連日の猛暑日。炎天下で真っ黒に日焼けしてグラウンド整備に余念がない。渡真利克則さん(53)がその人。現在はこのコーナーのタイトルがぴったりの“鳴尾浜球場専属”のグラウンドキーパー。所属先は甲子園と同球場のグラウンドを束ねる阪神園芸(株)の職員。仕事道具をバットからトンボに持ち替え、後輩達の成長を願って黙々と場内を動きまわっている。顔には玉の汗。仕事着のTシャツはビショビショ。絞ろうものなら水につけていた布のごとく汗が出てくる。元気だ。まだまだ若い者には負けていない。

 元はといえば、プロ野球の現役プレーヤー。1981年。ドラフト2位。沖縄は興南から大型内野手の期待を背負って阪神タイガースへ入団。10年間プレーしたあと福岡ダイエーホークス(現ソフトバンクホークス)へ移籍。2年間在籍して現役を引退。セ・リーグの審判員として活躍していたが、不運もあって現在に至っている。今回はちょっぴり話題を変えてみた。

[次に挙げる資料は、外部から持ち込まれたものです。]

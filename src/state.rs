use serde::{Deserialize, Serialize};

use crate::types::{
    BikeSample, BodySensorLocation, CrankRevolutions, HeartRateSample, MagnitudeRange,
    Measurement, PowerSample, TotalDistance, WheelRevolutions,
};

/// Last known values reported by one sensor
///
/// Fields are `None` until the sensor first reports them. Merging a sample only
/// overwrites the fields that sample carries, so values reported by other
/// characteristics (or earlier notifications) stick until replaced.
#[derive(Debug, Clone, PartialEq, Eq, Default, Serialize, Deserialize)]
pub struct SensorState {
    /// Advertised device name
    pub name: Option<String>,
    /// Battery level in percent
    pub battery: Option<u8>,
    /// Where the heart-rate sensor is worn
    pub body_location: Option<BodySensorLocation>,
    /// Last Device Information string read
    pub device_info: Option<String>,

    /// Heart rate in beats per minute
    pub heart_rate: Option<u16>,
    /// Skin contact state
    pub contact_detected: Option<bool>,
    /// Energy expended in kilojoules
    pub energy_expended: Option<u16>,
    /// Most recent non-empty RR interval batch
    pub rr_intervals: Vec<u16>,

    /// Cycling power in watts
    pub power: Option<i16>,
    /// Pedal power balance
    pub power_balance: Option<u8>,
    /// Accumulated torque
    pub accumulated_torque: Option<u16>,
    /// Wheel revolutions and last wheel event time
    pub wheel: Option<WheelRevolutions>,
    /// Crank revolutions and last crank event time
    pub crank: Option<CrankRevolutions>,
    /// Extreme force magnitudes
    pub force_range: Option<MagnitudeRange>,
    /// Extreme torque magnitudes
    pub torque_range: Option<MagnitudeRange>,

    /// Indoor bike instantaneous speed
    pub speed: Option<i16>,
    /// Indoor bike average speed
    pub average_speed: Option<u16>,
    /// Indoor bike cadence
    pub cadence: Option<u16>,
    /// Indoor bike average cadence
    pub average_cadence: Option<u16>,
    /// Indoor bike total distance
    pub total_distance: Option<TotalDistance>,
    /// Indoor bike resistance level
    pub resistance_level: Option<i16>,
    /// Indoor bike instantaneous power
    pub instantaneous_power: Option<i16>,
    /// Indoor bike average power
    pub average_power: Option<i16>,
}

fn merge<T>(slot: &mut Option<T>, value: Option<T>) {
    if value.is_some() {
        *slot = value;
    }
}

impl SensorState {
    /// Create an empty state for a newly connected device
    #[must_use]
    pub fn for_device(name: Option<String>) -> Self {
        Self {
            name,
            ..Self::default()
        }
    }

    /// Merge one decoded measurement into the stored values
    pub fn apply(&mut self, measurement: &Measurement) {
        match measurement {
            Measurement::HeartRate(sample) => self.apply_heart_rate(sample),
            Measurement::Power(sample) => self.apply_power(sample),
            Measurement::Bike(sample) => self.apply_bike(sample),
            Measurement::Battery(level) => self.battery = Some(*level),
            Measurement::BodyLocation(location) => self.body_location = Some(*location),
            Measurement::DeviceInfo { value, .. } => self.device_info = Some(value.clone()),
            Measurement::Feature { .. }
            | Measurement::PowerRange(_)
            | Measurement::Auxiliary { .. } => {}
        }
    }

    /// Merge a heart-rate sample
    pub fn apply_heart_rate(&mut self, sample: &HeartRateSample) {
        self.heart_rate = Some(sample.heart_rate);
        merge(&mut self.contact_detected, sample.contact_detected);
        merge(&mut self.energy_expended, sample.energy_expended);
        if !sample.rr_intervals.is_empty() {
            self.rr_intervals.clone_from(&sample.rr_intervals);
        }
    }

    /// Merge a cycling power sample
    pub fn apply_power(&mut self, sample: &PowerSample) {
        self.power = Some(sample.power);
        merge(&mut self.power_balance, sample.power_balance);
        merge(&mut self.accumulated_torque, sample.accumulated_torque);
        merge(&mut self.wheel, sample.wheel);
        merge(&mut self.crank, sample.crank);
        merge(&mut self.force_range, sample.force_range);
        merge(&mut self.torque_range, sample.torque_range);
    }

    /// Merge an indoor bike sample
    pub fn apply_bike(&mut self, sample: &BikeSample) {
        self.speed = Some(sample.instantaneous_speed);
        merge(&mut self.average_speed, sample.average_speed);
        merge(&mut self.cadence, sample.cadence);
        merge(&mut self.average_cadence, sample.average_cadence);
        merge(&mut self.total_distance, sample.total_distance);
        merge(&mut self.resistance_level, sample.resistance_level);
        merge(&mut self.instantaneous_power, sample.instantaneous_power);
        merge(&mut self.average_power, sample.average_power);
    }
}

 元気とはいえ53歳である。体を酷使している。過酷な労働に見えるが「まあ、元気です。この仕事ですか……。幸せですね」意外な返事だったが顔は笑っている。なるほど。渡真利さんの気持ちはすぐわかった。私もいまだ、こうして野球に携わった仕事をしているが「好きな野球に携わっていられることが楽しいし、幸せなんですよ」同氏がこう付け加えた。まさにその通り。私、77歳で日刊スポーツの好意で、喜んで原稿を書かせていただいているのは野球が好きだからだ。渡真利さん。おそらく若い選手の成長度、あるいは気分の乗っている時、落ち込んでいる時など選手の一喜一憂を観察して、自分の現役時代を思い出しているはずだ。

 人生、順風満帆とはいかないのが世の常である。10年少々、アンパイア生活が軌道に乗ってきた。充実した人生を楽しもうと夢見た矢先にアクシデントに襲われた。2006年4月21日。東京ドームは巨人-阪神伝統の一戦。球審は渡真利。「何回だったかなあ……。確か3回か4回だと思う。マウンドには井川(当時阪神)がいたような記憶がある」突然、崩れ落ちるように倒れた。意識はない。病院に救急搬送された。結果は命には別条なく不整脈の中の心房細動と診断された。一旦は入院したものの生活がかかっているし、審判の仕事にも未練があった。「復帰できるということでしたので、いろいろな病院で検査してもらいましたが、やはり……」その後、3年間はセ・リーグの大阪事務所に勤務したが「パソコンの生活が合わなくて」阪神園芸への入社となった。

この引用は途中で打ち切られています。